Muchos se vuelven con una impresión agridulce de Bruselas: la cerveza y el chocolate están muy bien pero el Manneken Pis es en realidad una pequeña estatua de un niño meón, y el Atomium una extraña reproducción de un átomo a escala gigante. Pero esos clichés de turista apresurado, desaparecen cuando uno abre bien los ojos.
Belgitude: esa capacidad de los belgas de reírse de sí mismos, de provocar situaciones surrealistas -no por nada es la cuna del pintor Magritte-, de encontrar su identidad nacional en las pocas cosas que unen a los flamencos del norte con los valones del sur. Es decir: los gofres, las cervezas, las patatas fritas y los mejillones… con patatas fritas.

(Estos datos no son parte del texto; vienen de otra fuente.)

use crate::model::Quiz;
use rand::Rng;
use std::collections::BTreeMap;

#[derive(Clone, Copy, Debug, PartialEq, Eq)]
pub enum QuizPhase {
    InProgress,
    Completed,
}

#[derive(Clone, Copy, Debug, PartialEq, Eq)]
pub enum AnswerOutcome {
    Correct,
    Incorrect,
    /// Ya respondida: no cambia nada
    AlreadyAnswered,
    /// Índice fuera de rango o quiz terminado
    Ignored,
}

/// Banda cualitativa del resultado final (solo para el texto mostrado).
#[derive(Clone, Copy, Debug, PartialEq, Eq)]
pub enum ScoreBand {
    Perfect,
    Good,
    KeepPracticing,
}

impl ScoreBand {
    pub fn message(self) -> &'static str {
        match self {
            ScoreBand::Perfect => "Perfect score! Excellent work!",
            ScoreBand::Good => "Great job! You're doing well!",
            ScoreBand::KeepPracticing => "Keep practicing! You're making progress.",
        }
    }
}

/// Intento de quiz de la sesión actual. No se persiste.
#[derive(Clone, Debug)]
pub struct QuizAttempt {
    course_id: String,
    answer_key: Vec<usize>,
    option_counts: Vec<usize>,
    current: usize,
    selections: BTreeMap<usize, usize>, // pregunta -> opción elegida
    score: usize,
    selected: Option<usize>,
    show_explanation: bool,
    phase: QuizPhase,
}

impl QuizAttempt {
    pub fn new(course_id: &str, quiz: &Quiz) -> Self {
        Self {
            course_id: course_id.to_owned(),
            answer_key: quiz.questions.iter().map(|q| q.correct_answer).collect(),
            option_counts: quiz.questions.iter().map(|q| q.options.len()).collect(),
            current: 0,
            selections: BTreeMap::new(),
            score: 0,
            selected: None,
            show_explanation: false,
            phase: QuizPhase::InProgress,
        }
    }

    pub fn course_id(&self) -> &str {
        &self.course_id
    }

    pub fn answer(&mut self, question_index: usize, option_index: usize) -> AnswerOutcome {
        if self.selections.contains_key(&question_index) {
            return AnswerOutcome::AlreadyAnswered;
        }
        let Some(&correct) = self.answer_key.get(question_index) else {
            return AnswerOutcome::Ignored;
        };
        if self.phase == QuizPhase::Completed {
            return AnswerOutcome::Ignored;
        }

        self.selections.insert(question_index, option_index);
        // Selección y explicación solo afectan a la pregunta visible
        if question_index == self.current {
            self.selected = Some(option_index);
            self.show_explanation = true;
        }

        if option_index == correct {
            self.score += 1;
            AnswerOutcome::Correct
        } else {
            AnswerOutcome::Incorrect
        }
    }

    /// Responde la pregunta actual con una opción al azar.
    pub fn skip(&mut self, rng: &mut impl Rng) -> AnswerOutcome {
        let options = self.option_counts.get(self.current).copied().unwrap_or(0);
        if options == 0 {
            return AnswerOutcome::Ignored;
        }
        let pick = rng.gen_range(0..options);
        self.answer(self.current, pick)
    }

    /// Salta a otra pregunta sin responderla.
    pub fn jump_to(&mut self, question_index: usize) {
        if self.phase == QuizPhase::Completed || question_index >= self.total() {
            return;
        }
        self.current = question_index;
        self.selected = None;
        self.show_explanation = false;
    }

    pub fn advance(&mut self) {
        if self.phase == QuizPhase::Completed {
            return;
        }
        self.selected = None;
        self.show_explanation = false;

        if self.current + 1 < self.total() {
            self.current += 1;
        } else {
            self.phase = QuizPhase::Completed;
            log::info!(
                "quiz de {} terminado: {}/{}",
                self.course_id,
                self.score,
                self.total()
            );
        }
    }

    pub fn reset(&mut self) {
        self.current = 0;
        self.selections.clear();
        self.score = 0;
        self.selected = None;
        self.show_explanation = false;
        self.phase = QuizPhase::InProgress;
    }

    pub fn current_index(&self) -> usize {
        self.current
    }

    pub fn total(&self) -> usize {
        self.answer_key.len()
    }

    pub fn score(&self) -> usize {
        self.score
    }

    pub fn answered_count(&self) -> usize {
        self.selections.len()
    }

    pub fn current_answered(&self) -> bool {
        self.is_answered(self.current)
    }

    /// Acierto de una pregunta ya respondida
    pub fn was_correct(&self, question_index: usize) -> Option<bool> {
        let picked = self.selection_for(question_index)?;
        Some(self.answer_key.get(question_index) == Some(&picked))
    }

    pub fn is_answered(&self, question_index: usize) -> bool {
        self.selections.contains_key(&question_index)
    }

    pub fn selection_for(&self, question_index: usize) -> Option<usize> {
        self.selections.get(&question_index).copied()
    }

    pub fn selected(&self) -> Option<usize> {
        self.selected
    }

    pub fn explanation_visible(&self) -> bool {
        self.show_explanation
    }

    pub fn phase(&self) -> QuizPhase {
        self.phase
    }

    pub fn is_completed(&self) -> bool {
        self.phase == QuizPhase::Completed
    }

    pub fn is_last_question(&self) -> bool {
        self.current + 1 >= self.total()
    }

    pub fn progress_fraction(&self) -> f32 {
        if self.total() == 0 {
            return 0.0;
        }
        (self.current + 1) as f32 / self.total() as f32
    }

    pub fn percentage(&self) -> f32 {
        if self.total() == 0 {
            return 0.0;
        }
        self.score as f32 / self.total() as f32 * 100.0
    }

    pub fn percentage_rounded(&self) -> u32 {
        self.percentage().round() as u32
    }

    pub fn band(&self) -> ScoreBand {
        let total = self.total();
        // umbral del 70 % redondeado hacia abajo
        let good_threshold = total * 7 / 10;
        if self.score == total {
            ScoreBand::Perfect
        } else if self.score >= good_threshold {
            ScoreBand::Good
        } else {
            ScoreBand::KeepPracticing
        }
    }
}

La belgitude es casi invisible a los ojos, pero está ahí: en las señales que se contradicen, o en los bares y restaurantes cuyos nombres son juegos de palabras (‘L’Amère à boire’, ‘Ultime atome’…) y que inequívocamente cierran la cocina a las 10 en punto de la noche de un sábado sin negociación posible.

Bois de la Cambre
El gran lago artificial del ‘bois’ de la Cambre es quizá la razón por la que muchos describen este lugar como “idílico”, sobre cuyo césped decenas de personas extienden la manta del picnic cuando no hace frío, sobre todo los fines de semana. En una isleta situada en el centro del lago, está el ‘chalet Robinson’, un pequeño restaurante al que solo se puede acceder a bordo de una plataforma flotante que los belgas se atreven a llamar ‘ferry’. Aquí siempre pasa algo: a menudo hay grandes reuniones de ‘scouts’ en el parque, y una vez al año celebran una competición de 24 horas de bicicleta.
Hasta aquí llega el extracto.